(Data records)
Content starts

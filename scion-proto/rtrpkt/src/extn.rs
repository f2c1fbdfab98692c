// Copyright 2026 Anapaya Systems
//
// Licensed under the Apache License, Version 2.0 (the "License");
// you may not use this file except in compliance with the License.
// You may obtain a copy of the License at
//
//   http://www.apache.org/licenses/LICENSE-2.0
//
// Unless required by applicable law or agreed to in writing, software
// distributed under the License is distributed on an "AS IS" BASIS,
// WITHOUT WARRANTIES OR CONDITIONS OF ANY KIND, either express or implied.
// See the License for the specific language governing permissions and
// limitations under the License.

//! Hop-by-hop and end-to-end extension headers.

pub mod chain;
pub mod layout;
pub mod model;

Content ends

▸ THE TASK: Output all of the data again, exactly.

▸ RESULT OF THIS EXERCISE:
filename scion-proto/rtrpkt/src/extn.rs
repository f2c1fbdfab98692c
// Copyright 2026 Anapaya Systems
//
// Licensed under the Apache License, Version 2.0 (the "License");
// you may not use this file except in compliance with the License.
// You may obtain a copy of the License at
//
//   http://www.apache.org/licenses/LICENSE-2.0
//
// Unless required by applicable law or agreed to in writing, software
// distributed under the License is distributed on an "AS IS" BASIS,
// WITHOUT WARRANTIES OR CONDITIONS OF ANY KIND, either express or implied.
// See the License for the specific language governing permissions and
// limitations under the License.

//! Hop-by-hop and end-to-end extension headers.

pub mod chain;
pub mod layout;
pub mod model;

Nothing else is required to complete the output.